In previous posts, Dr. Ellis Weeker and Dr. Gary Li discussed the current state of hospital pricing and the forces that shaped the system we have today. In the third installment of our four-part series on transparency, they turn their attention to the future and the many ways in which this payment system might evolve over the next decade.

So now that the charge master has been unmasked by the Centers for Medicare & Medicaid (CMS) and high profile news stories in Time and The New York Times, will it survive?

No one knows for sure, but we think that there are a number of forces working toward the demise of the charge master and a movement toward greater transparency.

For one, consumer pressure will likely become a factor. Until recently, insured patients haven't been too concerned about the wildly uneven state of hospital pricing.

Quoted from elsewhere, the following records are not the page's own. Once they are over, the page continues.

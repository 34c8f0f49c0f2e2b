//! Formatter selection with graceful degradation
//!
//! Chooses between the general formatter and the AMPscript beautifier, and
//! never fails: a formatting error hands back the original content together
//! with a [`FormatFailure`] the caller can persist next to the artifact.

use super::{
    AmpBeautifier, Beautifier, BuiltinFormatter, CodeFormatter, FileType, FormatterConfig, Parser,
};
use regex::Regex;
use std::borrow::Cow;
use std::sync::LazyLock;

static ANSI_ESCAPE: LazyLock<Regex> = LazyLock::new(|| {
    Regex::new(r"[\x1B\x{9B}][\[()#;?]*(?:[0-9]{1,4}(?:;[0-9]{0,4})*)?[0-9A-ORZcf-nqry=><]")
        .expect("ANSI escape pattern is valid")
});

/// Remove terminal color and cursor sequences
pub fn strip_ansi(input: &str) -> Cow<'_, str> {
    ANSI_ESCAPE.replace_all(input, "")
}

/// Whether generic content embeds AMPscript, which grammar parsers reject
pub fn contains_ampscript(content: &str) -> bool {
    content.contains("%%[") || content.contains("%%=")
}

/// Why the general formatter gave up on some content
#[derive(Debug, Clone, PartialEq, Eq)]
pub struct FormatFailure {
    pub parser: Parser,
    pub message: String,
}

impl FormatFailure {
    /// Body of the `.error.log` sidecar
    pub fn error_log(&self) -> String {
        format!(
            "Error Log\nParser: {}\n{}",
            self.parser,
            strip_ansi(&self.message)
        )
    }
}

/// Result of a formatting attempt; `content` is always safe to write
#[derive(Debug, Clone, PartialEq, Eq)]
pub struct Formatted {
    pub content: String,
    pub failure: Option<FormatFailure>,
}

impl Formatted {
    fn clean(content: String) -> Self {
        Self {
            content,
            failure: None,
        }
    }
}

/// The two beautifiers plus the rules for picking one of them
#[derive(Debug, Clone)]
pub struct Formatter<G = BuiltinFormatter, A = AmpBeautifier> {
    general: G,
    amp: A,
}

impl Default for Formatter {
    fn default() -> Self {
        Self::new(BuiltinFormatter, AmpBeautifier::default())
    }
}

impl<G: CodeFormatter, A: Beautifier> Formatter<G, A> {
    pub fn new(general: G, amp: A) -> Self {
        Self { general, amp }
    }

    pub fn general(&self) -> &G {
        &self.general
    }

    /// Beautify `content` of `file_type`.
    ///
    /// AMPscript files, and generic files that embed AMPscript, go to the
    /// AMPscript beautifier. Everything else goes to the general formatter,
    /// provided the style configuration resolves for `file_type`; without one
    /// the content is returned as is.
    pub fn format(
        &self,
        config: &mut FormatterConfig,
        file_type: FileType,
        content: &str,
    ) -> Formatted {
        let Some(parser) = Parser::for_file_type(file_type) else {
            return Formatted::clean(self.beautify_amp(content));
        };

        let Some(options) = config.ensure(file_type) else {
            return Formatted::clean(content.to_string());
        };

        if contains_ampscript(content) {
            return Formatted::clean(self.beautify_amp(content));
        }

        match self.general.format(content, parser, options) {
            Ok(formatted) => Formatted::clean(formatted),
            Err(e) => Formatted {
                content: content.to_string(),
                failure: Some(FormatFailure {
                    parser,
                    message: e.to_string(),
                }),
            },
        }
    }

    fn beautify_amp(&self, content: &str) -> String {
        match self.amp.beautify(content) {
            Ok(formatted) => formatted,
            Err(e) => {
                log::debug!("Formatter::beautify_amp:: error | {}", e);
                content.to_string()
            }
        }
    }
}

Whether a procedure cost $20,000 or $50,000, they paid their deductible and copay. They had little incentive to decipher confusing hospital bills or shop for bargains.

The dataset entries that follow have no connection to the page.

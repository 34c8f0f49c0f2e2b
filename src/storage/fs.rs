//! Filesystem capability used by the artifact store
//!
//! The store never calls `tokio::fs` directly. It goes through [`FileSystem`] so
//! that alternative backends (or failure-injecting ones in tests) can be
//! plugged in without touching the persistence logic.

use std::future::Future;
use std::io;
use std::path::Path;

/// Async filesystem operations needed to persist artifacts
pub trait FileSystem: Send + Sync {
    /// Read a whole file into memory
    fn read_file(&self, path: &Path) -> impl Future<Output = io::Result<Vec<u8>>> + Send;

    /// Blocking flavour of [`FileSystem::read_file`], for callers without a
    /// runtime
    fn read_file_blocking(&self, path: &Path) -> io::Result<Vec<u8>>;

    /// Create or truncate a file and write `contents` to it
    fn write_file(
        &self,
        path: &Path,
        contents: &[u8],
    ) -> impl Future<Output = io::Result<()>> + Send;

    /// Create a directory and all of its missing ancestors
    fn ensure_dir(&self, path: &Path) -> impl Future<Output = io::Result<()>> + Send;

    /// Whether anything exists at `path`
    fn path_exists(&self, path: &Path) -> impl Future<Output = bool> + Send;

    /// Copy a file, returning the number of bytes copied
    fn copy_file(&self, from: &Path, to: &Path) -> impl Future<Output = io::Result<u64>> + Send;
}

/// The local disk, via `tokio::fs`
#[derive(Debug, Clone, Copy, Default)]
pub struct LocalFs;

impl FileSystem for LocalFs {
    async fn read_file(&self, path: &Path) -> io::Result<Vec<u8>> {
        tokio::fs::read(path).await
    }

    fn read_file_blocking(&self, path: &Path) -> io::Result<Vec<u8>> {
        std::fs::read(path)
    }

    async fn write_file(&self, path: &Path, contents: &[u8]) -> io::Result<()> {
        tokio::fs::write(path, contents).await
    }

    async fn ensure_dir(&self, path: &Path) -> io::Result<()> {
        tokio::fs::create_dir_all(path).await
    }

    async fn path_exists(&self, path: &Path) -> bool {
        tokio::fs::try_exists(path).await.unwrap_or(false)
    }

    async fn copy_file(&self, from: &Path, to: &Path) -> io::Result<u64> {
        tokio::fs::copy(from, to).await
    }
}

#[cfg(test)]
mod tests {
    use super::*;
    use tempfile::TempDir;

    #[tokio::test]
    async fn test_local_fs_basic_operations() {
        let temp = TempDir::new().unwrap();
        let fs = LocalFs;
        let dir = temp.path().join("a").join("b");

        fs.ensure_dir(&dir).await.unwrap();
        assert!(fs.path_exists(&dir).await);

        let file = dir.join("x.txt");
        assert!(!fs.path_exists(&file).await);
        fs.write_file(&file, b"hello").await.unwrap();
        assert_eq!(fs.read_file(&file).await.unwrap(), b"hello");
        assert_eq!(fs.read_file_blocking(&file).unwrap(), b"hello");

        let copy = dir.join("y.txt");
        assert_eq!(fs.copy_file(&file, &copy).await.unwrap(), 5);
        assert_eq!(fs.read_file(&copy).await.unwrap(), b"hello");
    }
}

However, that's all changing. Back in 2006, just 10 percent of employer health plan subscribers were enrolled in high-deductible health plans. Today, it's more than 30 percent. And it's a good bet that patients who pay more out of pocket for their care are going to demand greater transparency.

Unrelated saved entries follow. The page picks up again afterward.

/*!
The classified packet metadata record.

Packet classification itself happens outside this crate; whatever parses
raw Ethernet/IP/ARP frames hands the codec one `PacketInfo` per packet.
Holding a `PacketInfo` *is* the proof that classification ran, so
`OfpMatch::from_packet` cannot be called on an unclassified packet.
*/

/// Ethernet frame type of IPv4.
pub const ETH_TYPE_IPV4: u16 = 0x0800;
/// Ethernet frame type of ARP.
pub const ETH_TYPE_ARP: u16 = 0x0806;

/// The "protocol" byte in the IP header for ICMP.
pub const IP_PROTO_ICMP: u8 = 1;
/// The "protocol" byte in the IP header for TCP.
pub const IP_PROTO_TCP: u8 = 6;
/// The "protocol" byte in the IP header for UDP.
pub const IP_PROTO_UDP: u8 = 17;

/// An 802.1q tag carried by a classified frame.
#[derive(Debug, Clone, Copy, PartialEq, Eq)]
pub struct VlanTag {
    /// VLAN id, 12 bits on the wire.
    pub vid: u16,
    /// VLAN priority, 3 bits on the wire.
    pub pcp: u8,
}

/// The IPv4 header fields a match can select on.
#[derive(Debug, Clone, Copy, PartialEq, Eq)]
pub struct Ipv4Info {
    pub tos: u8,
    pub proto: u8,
    pub src: u32,
    pub dst: u32,
}

/// The ARP fields a match can select on.
#[derive(Debug, Clone, Copy, PartialEq, Eq)]
pub struct ArpInfo {
    /// Full 16-bit operation code as seen on the wire.
    pub opcode: u16,
    /// Sender protocol address.
    pub spa: u32,
    /// Target protocol address.
    pub tpa: u32,
}

/// The transport-layer fields a match can select on.
#[derive(Debug, Clone, Copy, PartialEq, Eq)]
pub enum TransportInfo {
    Tcp { src_port: u16, dst_port: u16 },
    Udp { src_port: u16, dst_port: u16 },
    Icmp { typ: u8, code: u8 },
}

/// Everything the classifier learned about one data-plane packet.
///
/// The layered `Option`s mirror the frame: a non-IPv4 frame has no
/// `ipv4` record, a frame without an 802.1q header has no `vlan` tag,
/// and `transport` is only meaningful when it agrees with the network
/// protocol.
#[derive(Debug, Clone, PartialEq, Eq)]
pub struct PacketInfo {
    pub eth_src: [u8; 6],
    pub eth_dst: [u8; 6],
    /// The frame type of the innermost Ethernet header.
    pub eth_type: u16,
    pub vlan: Option<VlanTag>,
    pub ipv4: Option<Ipv4Info>,
    pub arp: Option<ArpInfo>,
    pub transport: Option<TransportInfo>,
}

We certainly know people in our own lives who are angry about this issue. A friend of Dr. Weeker's was so fed up with his indecipherable hospital bills that he joined an integrated health system. Another friend was treated for an illness at the Mayo Clinic. When he found out he could have saved $30,000 by having the same procedures near home, he was furious.

So we do believe that consumers will push for increased transparency in coming years. They'll want to know how much their healthcare costs and where to go for the best deal. And they'll expect their physicians to refer them to others who provide high-value care.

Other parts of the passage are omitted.